The perl interfacing to hunspell is really trivial:
1. create speller object to a language
my $speller = Text::Hunspell->new("/.../test.aff", "/.../test.dic");
2. do spell check
$speller->check( $word );
(result: 1 if found, 0 if not:
3. if not found, give suggestions:
@suggestions = $speller->suggest( $misspelled );
4. delete spell object.
$speller->delete($speller);
I think, the above information helps a bit for designing a spelling interface
to OmegatT. Maybe you could forward also this information to the Omega group.

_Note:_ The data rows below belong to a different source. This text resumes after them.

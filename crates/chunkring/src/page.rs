//! The per-page header word and its atomic state machine.
//!
//! =============================================================================
//! MEMORY ORDERING & SYNCHRONIZATION STRATEGY
//! =============================================================================
//!
//! One 64-bit word per page carries everything the two processes agree on:
//!
//! ```text
//! bits 0..3    layout code (0 = unpartitioned, 1..=6 = PageLayout)
//! bits 3..35   chunk states, 2 bits per chunk, chunk i at bit 3 + 2*i
//! bits 35..64  zero
//! ```
//!
//! Every mutation is a single compare-and-swap on this word:
//!
//! - **Writer** performs Free->WriterOwned (acquire) and
//!   WriterOwned->Complete (publish). The Complete CAS uses Release so the
//!   payload bytes written before it are visible to the service.
//! - **Service** performs Complete->ServiceOwned (claim for copy-out) and
//!   ServiceOwned->Free (return the slot). The claim CAS uses Acquire to
//!   synchronize with the writer's Release; the return uses Release so the
//!   writer's subsequent acquire (Acquire) knows the service is done
//!   touching the payload.
//!
//! All CAS operations here use AcqRel/Acquire, which covers both directions
//! and keeps the table above easy to audit. The payload bytes themselves
//! need no atomics: ownership of a chunk is exclusive between a successful
//! acquire and the matching publish/return, and the CAS pair orders the
//! accesses across the process boundary.
//!
//! Any observed state that forbids the requested transition is a protocol
//! violation: the peer wrote to a word it did not own. That is fatal to the
//! SMB, never to the process.

use crate::invariants::debug_assert_transition_legal;
use crate::layout::PageLayout;
use crate::AbiError;
use std::sync::atomic::{AtomicU64, Ordering};

const LAYOUT_MASK: u64 = 0b111;
const STATE_BASE_SHIFT: u32 = 3;
const STATE_MASK: u64 = 0b11;

/// Ownership state of one chunk, 2 bits in the page header word.
#[derive(Debug, Clone, Copy, PartialEq, Eq, Hash)]
#[repr(u8)]
pub enum ChunkState {
    /// Nobody owns the chunk; a writer may claim it.
    Free = 0,
    /// A writer is filling the chunk.
    WriterOwned = 1,
    /// The writer published the chunk; the service may claim it.
    Complete = 2,
    /// The service is copying the chunk out.
    ServiceOwned = 3,
}

impl ChunkState {
    #[inline]
    pub(crate) fn from_bits(bits: u64) -> ChunkState {
        match bits & STATE_MASK {
            0 => ChunkState::Free,
            1 => ChunkState::WriterOwned,
            2 => ChunkState::Complete,
            _ => ChunkState::ServiceOwned,
        }
    }

    /// True if `self -> to` is one step of the ownership cycle
    /// Free -> WriterOwned -> Complete -> ServiceOwned -> Free.
    #[inline]
    pub fn can_transition_to(self, to: ChunkState) -> bool {
        matches!(
            (self, to),
            (ChunkState::Free, ChunkState::WriterOwned)
                | (ChunkState::WriterOwned, ChunkState::Complete)
                | (ChunkState::Complete, ChunkState::ServiceOwned)
                | (ChunkState::ServiceOwned, ChunkState::Free)
        )
    }
}

#[inline]
fn state_shift(chunk: usize) -> u32 {
    STATE_BASE_SHIFT + 2 * chunk as u32
}

#[inline]
pub(crate) fn layout_of(word: u64) -> Option<PageLayout> {
    PageLayout::from_code((word & LAYOUT_MASK) as u8)
}

#[inline]
pub(crate) fn state_of(word: u64, chunk: usize) -> ChunkState {
    ChunkState::from_bits(word >> state_shift(chunk))
}

#[inline]
fn with_state(word: u64, chunk: usize, state: ChunkState) -> u64 {
    let shift = state_shift(chunk);
    (word & !(STATE_MASK << shift)) | ((state as u64) << shift)
}

/// True if every chunk state in the word is Free, whatever the layout.
#[inline]
fn all_chunks_free(word: u64) -> bool {
    word >> STATE_BASE_SHIFT == 0
}

/// Decoded view of one page header word.
#[derive(Debug, Clone, Copy)]
pub struct PageSnapshot {
    layout: Option<PageLayout>,
    word: u64,
}

impl PageSnapshot {
    pub(crate) fn new(word: u64) -> PageSnapshot {
        PageSnapshot {
            layout: layout_of(word),
            word,
        }
    }

    /// The stamped layout, or `None` for an unpartitioned page.
    #[inline]
    pub fn layout(&self) -> Option<PageLayout> {
        self.layout
    }

    /// State of chunk `i`. Meaningless beyond the layout's chunk count.
    #[inline]
    pub fn chunk_state(&self, i: usize) -> ChunkState {
        state_of(self.word, i)
    }

    /// True if the page is fully free: either unpartitioned, or stamped
    /// with every chunk back in Free.
    #[inline]
    pub fn is_free(&self) -> bool {
        all_chunks_free(self.word)
    }

    /// Indices of chunks currently in the Complete state.
    pub fn complete_chunks(&self) -> impl Iterator<Item = usize> + '_ {
        let count = self.layout.map_or(0, PageLayout::chunk_count);
        (0..count).filter(move |&i| self.chunk_state(i) == ChunkState::Complete)
    }
}

/// Stamps `layout` on a fully free page. A page whose previous partitioning
/// drained back to all-Free may be re-stamped with a different layout; the
/// CAS makes the drain check and the stamp one atomic step.
pub(crate) fn try_acquire_page(word: &AtomicU64, layout: PageLayout) -> bool {
    let mut cur = word.load(Ordering::Acquire);
    loop {
        if !all_chunks_free(cur) {
            return false;
        }
        let new = u64::from(layout.code());
        match word.compare_exchange_weak(cur, new, Ordering::AcqRel, Ordering::Acquire) {
            Ok(_) => return true,
            Err(observed) => cur = observed,
        }
    }
}

/// Free -> WriterOwned on chunk `chunk`. Returns false if the page is
/// unpartitioned, the index is out of range for the stamped layout, or the
/// chunk is not Free. Contention here is normal, not a violation.
pub(crate) fn try_acquire_chunk(word: &AtomicU64, chunk: usize) -> bool {
    let mut cur = word.load(Ordering::Acquire);
    loop {
        let Some(layout) = layout_of(cur) else {
            return false;
        };
        if chunk >= layout.chunk_count() {
            return false;
        }
        if state_of(cur, chunk) != ChunkState::Free {
            return false;
        }
        debug_assert_transition_legal!(ChunkState::Free, ChunkState::WriterOwned);
        let new = with_state(cur, chunk, ChunkState::WriterOwned);
        match word.compare_exchange_weak(cur, new, Ordering::AcqRel, Ordering::Acquire) {
            Ok(_) => return true,
            Err(observed) => cur = observed,
        }
    }
}

/// Complete -> ServiceOwned. Returns false if the chunk is in any other
/// state; the ingestion scan tolerates that (advisory notifications may
/// name unchanged pages).
pub(crate) fn try_begin_read(word: &AtomicU64, chunk: usize) -> bool {
    let mut cur = word.load(Ordering::Acquire);
    loop {
        let Some(layout) = layout_of(cur) else {
            return false;
        };
        if chunk >= layout.chunk_count() || state_of(cur, chunk) != ChunkState::Complete {
            return false;
        }
        debug_assert_transition_legal!(ChunkState::Complete, ChunkState::ServiceOwned);
        let new = with_state(cur, chunk, ChunkState::ServiceOwned);
        match word.compare_exchange_weak(cur, new, Ordering::AcqRel, Ordering::Acquire) {
            Ok(_) => return true,
            Err(observed) => cur = observed,
        }
    }
}

/// Performs `from -> to` on a chunk the caller already owns. Unlike the
/// try_* claims, finding the chunk in any state other than `from` means the
/// peer touched a word it did not own: fatal to the SMB.
pub(crate) fn owned_transition(
    word: &AtomicU64,
    page: usize,
    chunk: usize,
    from: ChunkState,
    to: ChunkState,
) -> Result<(), AbiError> {
    debug_assert_transition_legal!(from, to);
    let mut cur = word.load(Ordering::Acquire);
    loop {
        let observed = state_of(cur, chunk);
        if observed != from {
            return Err(AbiError::InvalidTransition {
                page,
                chunk,
                from: observed,
                to,
            });
        }
        let new = with_state(cur, chunk, to);
        match word.compare_exchange_weak(cur, new, Ordering::AcqRel, Ordering::Acquire) {
            Ok(_) => return Ok(()),
            Err(w) => cur = w,
        }
    }
}
//! Deadline-bounded adaptive backoff for the STALL policy.
//!
//! Progressively increases wait time: spin with PAUSE -> yield to the OS ->
//! park in short sleeps, until the stall deadline elapses. The service
//! frees chunks at ingestion cadence (milliseconds), so parking beats
//! burning a core once the spin/yield phases have not won.

use std::hint;
use std::thread;
use std::time::{Duration, Instant};

pub(crate) struct DeadlineBackoff {
    deadline: Option<Instant>,
    step: u32,
}

impl DeadlineBackoff {
    const SPIN_LIMIT: u32 = 6; // 2^6 = 64 spins max before yielding
    const YIELD_LIMIT: u32 = 10; // then park between attempts
    const PARK_INTERVAL: Duration = Duration::from_micros(250);

    /// `None` means a single attempt: the caller does not want to wait at
    /// all (the DROP policy).
    pub(crate) fn new(deadline: Option<Instant>) -> Self {
        Self { deadline, step: 0 }
    }

    /// Waits one backoff step. Returns false when the caller should stop
    /// retrying: no deadline was set, or the deadline has passed.
    pub(crate) fn wait(&mut self) -> bool {
        let Some(deadline) = self.deadline else {
            return false;
        };
        if Instant::now() >= deadline {
            return false;
        }

        if self.step <= Self::SPIN_LIMIT {
            for _ in 0..(1 << self.step) {
                hint::spin_loop();
            }
        } else if self.step <= Self::YIELD_LIMIT {
            thread::yield_now();
        } else {
            // Cap the park so we never overshoot the deadline by much.
            let remaining = deadline.saturating_duration_since(Instant::now());
            thread::sleep(remaining.min(Self::PARK_INTERVAL));
        }
        self.step += 1;
        true
    }
}

#[cfg(test)]
mod tests {
    use super::*;

    #[test]
    fn no_deadline_means_single_attempt() {
        let mut b = DeadlineBackoff::new(None);
        assert!(!b.wait());
    }

    #[test]
    fn deadline_bounds_the_wait() {
        let start = Instant::now();
        let mut b = DeadlineBackoff::new(Some(start + Duration::from_millis(5)));
        while b.wait() {}
        // Must have given up at (or just past) the deadline.
        assert!(start.elapsed() >= Duration::from_millis(5));
        assert!(start.elapsed() < Duration::from_secs(1));
    }

    #[test]
    fn steps_progress() {
        let mut b = DeadlineBackoff::new(Some(Instant::now() + Duration::from_millis(50)));
        assert!(b.wait());
        assert!(b.step > 0);
    }
}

There is a very similar perl interface to aspell also, Text::Aspell. (it was my
sample for the hunspell one). Aspell is mighty in suggestions, but it misses
forbidden words and twofold affixing at the moment.
Regards: Eleonora
> >I think your
> >idea is good, to make spell checking before translation.
>
> Not exactly. You see, what we (users of OmegaT) want is spellcheck DURING
> translation or just upon it. The workflow with OmegaT is as follows (most
> briefly):
> 1) prepare files to translate in supported formats;
> 2) create a project and translate (when you load a project, OmegaT (like,
> actually any CAT tool) splits the text(s) into so called segments —
> minimal units to translate (it may be a line, a sentence, a paragraph —
> depending on file types and settings).
> 3) create target documents.
>
> So, untill you make the step 3, you can't control any typing mistakes in
> the translation. The idea is to somehow engage a spellcheck engine to have
> this ability in OmegaT (possibly with any kind of highlighting spelling
> errors). Obviously, Hunspell would be a perfect option: it's free (LGPL,
> if I'm not mistaken) and it can use MySpell dictionaries which are already
> numerous.
>
> If any embedding into OmegaT (Java) directly is not possible, is it
> possible to make a kinda bypass by checking the project's translation
> memory (I bet, this should be possible with a Perl script!). Some
> background: OmegaT stores translations memories as TMX files. TMX is an
> XML application, so it's a well-structured format. All translated segments
> as described above are stored as pairs of the source text and its
> translation. The source and the target are clearly labeled with
> language/locale tags. Such a pair is called a translation unit (TU).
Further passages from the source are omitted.